WHAT THE EXERCISE ASKS =
Scan the following data for lines with "PdfiumSource" and state how many there are, as a number only.

*** MATERIAL TO PROCESS ***

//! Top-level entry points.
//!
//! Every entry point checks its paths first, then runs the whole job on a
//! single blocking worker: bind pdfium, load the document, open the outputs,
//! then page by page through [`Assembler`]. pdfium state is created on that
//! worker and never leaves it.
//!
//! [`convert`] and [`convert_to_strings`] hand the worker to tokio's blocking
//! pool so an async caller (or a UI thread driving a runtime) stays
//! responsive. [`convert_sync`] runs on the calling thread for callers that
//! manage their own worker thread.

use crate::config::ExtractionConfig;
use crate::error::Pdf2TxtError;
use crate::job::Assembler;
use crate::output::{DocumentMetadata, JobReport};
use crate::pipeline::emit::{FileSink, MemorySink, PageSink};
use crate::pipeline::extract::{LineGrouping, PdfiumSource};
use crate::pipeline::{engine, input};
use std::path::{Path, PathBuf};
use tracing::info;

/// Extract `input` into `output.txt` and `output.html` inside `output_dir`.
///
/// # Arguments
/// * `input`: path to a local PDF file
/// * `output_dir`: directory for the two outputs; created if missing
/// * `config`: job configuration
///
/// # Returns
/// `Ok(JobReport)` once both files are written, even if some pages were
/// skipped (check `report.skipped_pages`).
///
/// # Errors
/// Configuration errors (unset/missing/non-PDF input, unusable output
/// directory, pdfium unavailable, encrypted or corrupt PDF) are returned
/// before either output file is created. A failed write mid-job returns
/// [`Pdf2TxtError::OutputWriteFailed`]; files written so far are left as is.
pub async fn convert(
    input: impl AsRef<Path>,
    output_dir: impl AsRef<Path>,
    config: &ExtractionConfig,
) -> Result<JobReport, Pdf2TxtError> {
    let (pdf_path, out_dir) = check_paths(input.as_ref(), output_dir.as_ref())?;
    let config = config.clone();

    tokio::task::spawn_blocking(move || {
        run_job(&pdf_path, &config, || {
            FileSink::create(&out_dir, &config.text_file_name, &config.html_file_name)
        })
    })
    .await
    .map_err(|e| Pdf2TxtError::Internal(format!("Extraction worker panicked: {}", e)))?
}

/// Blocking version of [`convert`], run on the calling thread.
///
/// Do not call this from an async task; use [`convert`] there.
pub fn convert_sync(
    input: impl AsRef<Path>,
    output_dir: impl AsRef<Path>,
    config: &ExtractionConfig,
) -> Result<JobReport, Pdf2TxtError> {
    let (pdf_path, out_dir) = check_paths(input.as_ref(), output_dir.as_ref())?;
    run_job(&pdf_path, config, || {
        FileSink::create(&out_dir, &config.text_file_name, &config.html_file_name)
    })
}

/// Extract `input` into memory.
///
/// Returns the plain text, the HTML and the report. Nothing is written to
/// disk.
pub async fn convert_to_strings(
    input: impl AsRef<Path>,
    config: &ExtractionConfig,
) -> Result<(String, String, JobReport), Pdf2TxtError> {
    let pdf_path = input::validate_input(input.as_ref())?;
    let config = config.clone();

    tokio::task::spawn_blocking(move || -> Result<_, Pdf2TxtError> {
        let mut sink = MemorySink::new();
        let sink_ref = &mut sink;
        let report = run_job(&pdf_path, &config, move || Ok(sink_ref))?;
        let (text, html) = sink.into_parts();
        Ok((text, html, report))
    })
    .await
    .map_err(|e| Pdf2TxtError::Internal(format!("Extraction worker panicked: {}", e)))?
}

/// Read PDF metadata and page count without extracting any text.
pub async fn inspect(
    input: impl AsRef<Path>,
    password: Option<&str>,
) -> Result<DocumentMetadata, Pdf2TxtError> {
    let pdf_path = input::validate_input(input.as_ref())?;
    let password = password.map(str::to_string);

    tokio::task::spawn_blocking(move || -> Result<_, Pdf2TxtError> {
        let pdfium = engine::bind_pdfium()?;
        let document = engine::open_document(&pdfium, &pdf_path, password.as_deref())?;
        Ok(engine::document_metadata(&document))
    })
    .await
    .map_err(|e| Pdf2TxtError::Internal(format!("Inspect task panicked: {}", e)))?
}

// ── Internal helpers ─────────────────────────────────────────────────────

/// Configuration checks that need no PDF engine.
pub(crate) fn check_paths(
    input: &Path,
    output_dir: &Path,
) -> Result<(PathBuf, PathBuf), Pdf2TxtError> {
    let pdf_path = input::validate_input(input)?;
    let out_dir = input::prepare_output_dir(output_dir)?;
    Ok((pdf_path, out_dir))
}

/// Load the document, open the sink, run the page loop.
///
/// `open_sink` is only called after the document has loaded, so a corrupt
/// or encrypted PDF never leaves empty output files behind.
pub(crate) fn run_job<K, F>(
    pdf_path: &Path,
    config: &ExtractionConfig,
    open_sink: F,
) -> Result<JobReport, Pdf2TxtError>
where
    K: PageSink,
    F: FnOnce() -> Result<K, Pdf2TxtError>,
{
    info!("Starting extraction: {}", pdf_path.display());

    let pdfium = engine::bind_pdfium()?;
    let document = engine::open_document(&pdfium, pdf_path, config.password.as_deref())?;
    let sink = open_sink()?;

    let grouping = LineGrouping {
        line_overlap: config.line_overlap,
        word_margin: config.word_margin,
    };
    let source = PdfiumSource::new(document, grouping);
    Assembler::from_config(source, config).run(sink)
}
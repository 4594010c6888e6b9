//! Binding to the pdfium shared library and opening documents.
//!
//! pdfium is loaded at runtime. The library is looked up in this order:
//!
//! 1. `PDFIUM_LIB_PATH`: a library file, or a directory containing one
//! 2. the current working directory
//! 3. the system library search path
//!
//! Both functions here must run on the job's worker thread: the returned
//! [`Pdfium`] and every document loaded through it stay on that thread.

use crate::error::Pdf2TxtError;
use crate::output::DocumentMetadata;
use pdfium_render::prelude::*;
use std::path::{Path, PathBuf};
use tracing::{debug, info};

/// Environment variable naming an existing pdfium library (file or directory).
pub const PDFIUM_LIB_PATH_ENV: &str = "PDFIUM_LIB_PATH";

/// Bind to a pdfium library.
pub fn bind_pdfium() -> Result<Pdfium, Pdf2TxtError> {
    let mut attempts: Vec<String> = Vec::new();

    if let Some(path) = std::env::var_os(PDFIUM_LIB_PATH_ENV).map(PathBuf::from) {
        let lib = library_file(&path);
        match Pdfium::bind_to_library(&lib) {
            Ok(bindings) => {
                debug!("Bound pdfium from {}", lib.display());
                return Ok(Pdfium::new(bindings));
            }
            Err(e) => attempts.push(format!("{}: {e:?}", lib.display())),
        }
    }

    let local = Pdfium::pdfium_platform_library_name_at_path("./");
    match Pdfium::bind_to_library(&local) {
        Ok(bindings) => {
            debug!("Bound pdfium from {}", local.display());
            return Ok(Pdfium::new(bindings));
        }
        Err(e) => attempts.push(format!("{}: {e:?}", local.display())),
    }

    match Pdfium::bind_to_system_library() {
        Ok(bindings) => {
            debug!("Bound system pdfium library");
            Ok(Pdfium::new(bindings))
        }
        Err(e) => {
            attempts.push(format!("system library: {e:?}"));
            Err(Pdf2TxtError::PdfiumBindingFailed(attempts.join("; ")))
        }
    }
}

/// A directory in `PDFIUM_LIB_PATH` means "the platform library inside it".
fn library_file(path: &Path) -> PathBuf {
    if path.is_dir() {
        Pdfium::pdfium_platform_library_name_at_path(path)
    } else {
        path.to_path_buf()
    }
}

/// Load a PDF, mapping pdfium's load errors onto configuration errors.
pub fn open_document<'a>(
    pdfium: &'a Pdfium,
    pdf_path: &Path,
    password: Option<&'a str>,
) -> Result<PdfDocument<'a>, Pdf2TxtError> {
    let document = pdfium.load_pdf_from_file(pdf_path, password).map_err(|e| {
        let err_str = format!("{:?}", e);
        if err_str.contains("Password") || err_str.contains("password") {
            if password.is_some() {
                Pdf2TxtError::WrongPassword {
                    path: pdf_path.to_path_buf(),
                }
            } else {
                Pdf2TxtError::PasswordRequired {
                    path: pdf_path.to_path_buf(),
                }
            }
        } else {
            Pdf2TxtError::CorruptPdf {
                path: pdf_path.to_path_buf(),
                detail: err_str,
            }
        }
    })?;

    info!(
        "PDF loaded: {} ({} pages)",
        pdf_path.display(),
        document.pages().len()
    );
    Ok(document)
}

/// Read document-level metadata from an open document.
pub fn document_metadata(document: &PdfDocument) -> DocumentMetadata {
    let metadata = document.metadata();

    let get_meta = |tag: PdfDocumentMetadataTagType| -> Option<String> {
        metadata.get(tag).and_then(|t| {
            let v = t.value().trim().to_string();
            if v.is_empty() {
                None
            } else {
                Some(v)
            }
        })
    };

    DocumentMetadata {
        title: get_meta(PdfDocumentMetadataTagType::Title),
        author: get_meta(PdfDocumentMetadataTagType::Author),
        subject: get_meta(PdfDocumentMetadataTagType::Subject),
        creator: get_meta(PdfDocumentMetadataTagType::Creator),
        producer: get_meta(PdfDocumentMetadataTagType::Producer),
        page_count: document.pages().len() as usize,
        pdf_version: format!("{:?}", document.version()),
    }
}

***
*** MATERIAL TO PROCESS ***

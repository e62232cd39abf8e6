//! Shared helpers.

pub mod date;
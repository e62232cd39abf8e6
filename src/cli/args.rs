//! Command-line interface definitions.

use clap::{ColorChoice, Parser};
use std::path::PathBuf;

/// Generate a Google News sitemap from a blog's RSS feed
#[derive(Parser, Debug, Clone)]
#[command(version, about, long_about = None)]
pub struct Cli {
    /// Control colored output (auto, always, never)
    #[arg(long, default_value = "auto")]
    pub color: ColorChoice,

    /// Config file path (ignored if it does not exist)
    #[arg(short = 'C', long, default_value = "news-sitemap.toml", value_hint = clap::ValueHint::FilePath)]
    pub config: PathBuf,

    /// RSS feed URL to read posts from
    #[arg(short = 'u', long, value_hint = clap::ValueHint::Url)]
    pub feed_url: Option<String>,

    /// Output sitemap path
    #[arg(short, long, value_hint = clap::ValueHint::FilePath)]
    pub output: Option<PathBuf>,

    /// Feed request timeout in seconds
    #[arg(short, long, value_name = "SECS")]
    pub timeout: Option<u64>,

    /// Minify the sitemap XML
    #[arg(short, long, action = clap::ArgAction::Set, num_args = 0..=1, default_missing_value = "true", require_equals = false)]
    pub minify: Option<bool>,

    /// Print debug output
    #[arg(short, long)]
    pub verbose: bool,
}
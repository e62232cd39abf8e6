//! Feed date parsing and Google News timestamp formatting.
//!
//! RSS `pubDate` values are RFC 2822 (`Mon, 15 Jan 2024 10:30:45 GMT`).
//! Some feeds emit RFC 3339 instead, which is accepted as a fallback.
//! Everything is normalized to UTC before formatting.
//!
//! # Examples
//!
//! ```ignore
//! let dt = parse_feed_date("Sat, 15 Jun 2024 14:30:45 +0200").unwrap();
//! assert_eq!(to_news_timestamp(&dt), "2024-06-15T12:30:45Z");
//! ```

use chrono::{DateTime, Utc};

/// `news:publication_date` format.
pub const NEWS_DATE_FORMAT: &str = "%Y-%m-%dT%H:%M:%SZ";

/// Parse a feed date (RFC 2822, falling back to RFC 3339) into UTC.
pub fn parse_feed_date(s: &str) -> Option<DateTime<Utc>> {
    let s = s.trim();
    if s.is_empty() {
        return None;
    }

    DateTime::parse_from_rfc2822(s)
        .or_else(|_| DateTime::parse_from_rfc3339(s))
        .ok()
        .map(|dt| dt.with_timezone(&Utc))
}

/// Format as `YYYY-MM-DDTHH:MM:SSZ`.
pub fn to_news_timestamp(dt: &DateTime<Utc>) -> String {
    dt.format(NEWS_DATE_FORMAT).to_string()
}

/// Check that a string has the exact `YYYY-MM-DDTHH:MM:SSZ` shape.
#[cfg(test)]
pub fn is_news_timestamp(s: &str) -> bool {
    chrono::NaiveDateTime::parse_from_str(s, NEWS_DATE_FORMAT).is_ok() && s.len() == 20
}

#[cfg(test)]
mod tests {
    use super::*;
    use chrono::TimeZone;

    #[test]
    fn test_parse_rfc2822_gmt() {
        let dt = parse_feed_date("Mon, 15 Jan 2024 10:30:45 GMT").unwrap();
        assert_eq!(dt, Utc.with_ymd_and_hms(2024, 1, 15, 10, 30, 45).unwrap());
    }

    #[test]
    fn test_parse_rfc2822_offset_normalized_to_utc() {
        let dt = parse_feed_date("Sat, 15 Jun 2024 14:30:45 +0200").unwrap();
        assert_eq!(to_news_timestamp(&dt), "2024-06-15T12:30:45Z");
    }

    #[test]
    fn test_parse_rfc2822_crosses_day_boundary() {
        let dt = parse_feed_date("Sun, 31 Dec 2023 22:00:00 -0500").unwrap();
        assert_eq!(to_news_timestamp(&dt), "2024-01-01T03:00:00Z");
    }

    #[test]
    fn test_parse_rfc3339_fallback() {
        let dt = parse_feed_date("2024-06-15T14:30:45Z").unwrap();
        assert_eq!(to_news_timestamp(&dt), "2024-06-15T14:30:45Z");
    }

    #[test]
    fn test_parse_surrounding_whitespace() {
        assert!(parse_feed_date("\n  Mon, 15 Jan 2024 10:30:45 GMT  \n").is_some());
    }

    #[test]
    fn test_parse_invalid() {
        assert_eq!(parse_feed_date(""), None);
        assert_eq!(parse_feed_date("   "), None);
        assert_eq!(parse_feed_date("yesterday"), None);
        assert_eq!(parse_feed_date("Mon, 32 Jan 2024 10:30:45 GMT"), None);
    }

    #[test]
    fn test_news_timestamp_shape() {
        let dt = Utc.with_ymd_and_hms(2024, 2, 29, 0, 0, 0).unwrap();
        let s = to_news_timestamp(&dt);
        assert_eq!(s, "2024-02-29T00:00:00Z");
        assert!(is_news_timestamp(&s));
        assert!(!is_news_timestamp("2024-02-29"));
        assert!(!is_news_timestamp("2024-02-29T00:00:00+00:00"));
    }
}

***

EXERCISE RESULT =
2